▶ WORK REQUIRED: In the entries that follow, how many lines hold "path"? Nothing but the number is expected.

Collected data

Content starts

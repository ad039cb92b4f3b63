pub mod math;
pub mod time;

// Foundation crate: small, well-tested primitives only.
pub use math::*;
pub use time::*;
use foundation::math::{
    GeoPoint, UnitVec3, central_angle, clamp_lat, normalize_lon, shortest_lon_delta,
};
use serde::{Deserialize, Serialize};

/// Every interpolated path has at least its two endpoints.
pub const MIN_STEPS: usize = 2;

/// Default blend between the straight and the great-circle path.
pub const DEFAULT_CURVATURE: f64 = 0.5;

/// Screen-arc amplitude as a fraction of the leg's raw 2-D length.
pub const SCREEN_ARC_AMPLITUDE_RATIO: f64 = 0.18;
/// Screen-arc amplitude bounds (degrees).
pub const SCREEN_ARC_MIN_AMPLITUDE_DEG: f64 = 8.0;
pub const SCREEN_ARC_MAX_AMPLITUDE_DEG: f64 = 22.0;

// Below this, sin(d) is treated as zero (identical or antipodal endpoints).
const DEGENERATE_SIN_EPS: f64 = 1e-12;

/// Horizontal direction a screen arc is forced to travel.
#[derive(Debug, Copy, Clone, PartialEq, Eq, Serialize, Deserialize)]
#[serde(rename_all = "lowercase")]
pub enum ScreenDirection {
    Left,
    Right,
}

/// Which side of the chord a screen arc bulges towards.
#[derive(Debug, Copy, Clone, PartialEq, Eq, Default, Serialize, Deserialize)]
#[serde(rename_all = "lowercase")]
pub enum Bend {
    Up,
    Down,
    #[default]
    Auto,
}

impl Bend {
    /// +1 bends north, -1 bends south.
    ///
    /// `Auto` bends north when the leg's latitudes sum to zero or more.
    pub fn sign(self, a: GeoPoint, b: GeoPoint) -> f64 {
        match self {
            Bend::Up => 1.0,
            Bend::Down => -1.0,
            Bend::Auto => {
                if a.lat_deg + b.lat_deg >= 0.0 {
                    1.0
                } else {
                    -1.0
                }
            }
        }
    }
}

/// Interpolation strategy for a single route leg.
#[derive(Debug, Copy, Clone, PartialEq, Default, Serialize, Deserialize)]
#[serde(tag = "kind", rename_all = "kebab-case")]
pub enum LegStrategy {
    #[default]
    SoftGreatCircle,
    ScreenArc {
        #[serde(default)]
        direction: Option<ScreenDirection>,
        #[serde(default)]
        bend: Bend,
    },
}

impl LegStrategy {
    pub fn interpolate(
        &self,
        a: GeoPoint,
        b: GeoPoint,
        steps: usize,
        curvature: f64,
    ) -> Vec<GeoPoint> {
        match *self {
            LegStrategy::SoftGreatCircle => soft_great_circle(a, b, steps, curvature),
            LegStrategy::ScreenArc { direction, bend } => {
                screen_arc(a, b, steps, direction, bend)
            }
        }
    }
}

// Endpoints are pinned so consecutive legs join on identical points.
fn pin_endpoints(mut points: Vec<GeoPoint>, a: GeoPoint, b: GeoPoint) -> Vec<GeoPoint> {
    if let Some(first) = points.first_mut() {
        *first = a.normalized();
    }
    if let Some(last) = points.last_mut() {
        *last = b.normalized();
    }
    points
}

fn fractions(steps: usize) -> impl Iterator<Item = f64> {
    let steps = steps.max(MIN_STEPS);
    let last = (steps - 1) as f64;
    (0..steps).map(move |i| i as f64 / last)
}

/// Spherical linear interpolation between `a` and `b`.
///
/// Identical and antipodal endpoints have no unique great circle; both
/// return `[a, b]`.
pub fn great_circle(a: GeoPoint, b: GeoPoint, steps: usize) -> Vec<GeoPoint> {
    let d = central_angle(a, b);
    let sin_d = d.sin();
    if d == 0.0 || sin_d.abs() < DEGENERATE_SIN_EPS {
        return vec![a.normalized(), b.normalized()];
    }

    let va = UnitVec3::from_geo(a);
    let vb = UnitVec3::from_geo(b);
    let points = fractions(steps)
        .map(|f| {
            let wa = ((1.0 - f) * d).sin() / sin_d;
            let wb = (f * d).sin() / sin_d;
            (va.scaled(wa) + vb.scaled(wb)).to_geo()
        })
        .collect();
    pin_endpoints(points, a, b)
}

/// Straight lon/lat blend that always takes the short way around.
pub fn linear_shortest(a: GeoPoint, b: GeoPoint, steps: usize) -> Vec<GeoPoint> {
    let d_lon = shortest_lon_delta(a.lon_deg, b.lon_deg);
    let d_lat = b.lat_deg - a.lat_deg;
    let points = fractions(steps)
        .map(|f| {
            GeoPoint::new(
                normalize_lon(a.lon_deg + d_lon * f),
                clamp_lat(a.lat_deg + d_lat * f),
            )
        })
        .collect();
    pin_endpoints(points, a, b)
}

/// Pointwise blend of [`linear_shortest`] and [`great_circle`].
///
/// `curvature` 0 is the straight path, 1 the full great circle. When the
/// great circle degenerates the straight path is returned.
pub fn soft_great_circle(
    a: GeoPoint,
    b: GeoPoint,
    steps: usize,
    curvature: f64,
) -> Vec<GeoPoint> {
    let c = curvature.clamp(0.0, 1.0);
    let straight = linear_shortest(a, b, steps);
    let arc = great_circle(a, b, steps);
    if arc.len() != straight.len() {
        return straight;
    }

    straight
        .iter()
        .zip(&arc)
        .map(|(l, g)| {
            // Blend longitudes on the same side of the antimeridian.
            let d_lon = shortest_lon_delta(l.lon_deg, g.lon_deg);
            GeoPoint::new(
                normalize_lon(l.lon_deg + d_lon * c),
                clamp_lat(l.lat_deg + (g.lat_deg - l.lat_deg) * c),
            )
        })
        .collect()
}

/// Sinusoidal arc drawn in raw lon/lat space.
///
/// `direction` forces the horizontal travel direction, crossing the
/// antimeridian when needed; `None` takes the short way. The bulge is
/// perpendicular to the chord with amplitude proportional to its length.
pub fn screen_arc(
    a: GeoPoint,
    b: GeoPoint,
    steps: usize,
    direction: Option<ScreenDirection>,
    bend: Bend,
) -> Vec<GeoPoint> {
    let target_lon = match direction {
        Some(ScreenDirection::Left) if b.lon_deg > a.lon_deg => b.lon_deg - 360.0,
        Some(ScreenDirection::Right) if b.lon_deg < a.lon_deg => b.lon_deg + 360.0,
        Some(_) => b.lon_deg,
        None => a.lon_deg + shortest_lon_delta(a.lon_deg, b.lon_deg),
    };

    let dx = target_lon - a.lon_deg;
    let dy = b.lat_deg - a.lat_deg;
    let len = dx.hypot(dy);
    if len == 0.0 {
        return fractions(steps).map(|_| a.normalized()).collect();
    }

    let amplitude = (len * SCREEN_ARC_AMPLITUDE_RATIO)
        .clamp(SCREEN_ARC_MIN_AMPLITUDE_DEG, SCREEN_ARC_MAX_AMPLITUDE_DEG)
        * bend.sign(a, b);

    // Chord normal, oriented north.
    let (mut nx, mut ny) = (-dy / len, dx / len);
    if ny < 0.0 {
        nx = -nx;
        ny = -ny;
    }

    let points = fractions(steps)
        .map(|f| {
            let offset = amplitude * (std::f64::consts::PI * f).sin();
            GeoPoint::new(
                normalize_lon(a.lon_deg + dx * f + nx * offset),
                clamp_lat(a.lat_deg + dy * f + ny * offset),
            )
        })
        .collect();
    pin_endpoints(points, a, b)
}
use formats::PlaceTable;
use foundation::math::GeoPoint;
use routes::{Route, RoutePlan, build_route};

pub fn default_places() -> PlaceTable {
    PlaceTable::from_places(
        [
            ("Kathmandu", 85.3240, 27.7172),
            ("Dubai", 55.2708, 25.2048),
            ("London", -0.1276, 51.5072),
            ("New York", -74.0060, 40.7128),
            ("San Francisco", -122.4194, 37.7749),
            ("Tokyo", 139.6917, 35.6895),
            ("Singapore", 103.8198, 1.3521),
            ("Sydney", 151.2093, -33.8688),
        ]
        .into_iter()
        .map(|(name, lon, lat)| (name.to_string(), GeoPoint::new(lon, lat))),
    )
}

pub fn default_route() -> Route {
    match build_route(&RoutePlan::default(), default_places().places()) {
        Ok(route) => route,
        Err(err) => panic!("default route: {err}"),
    }
}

Content ends

▶ RESPONSE TO THIS EXERCISE: 4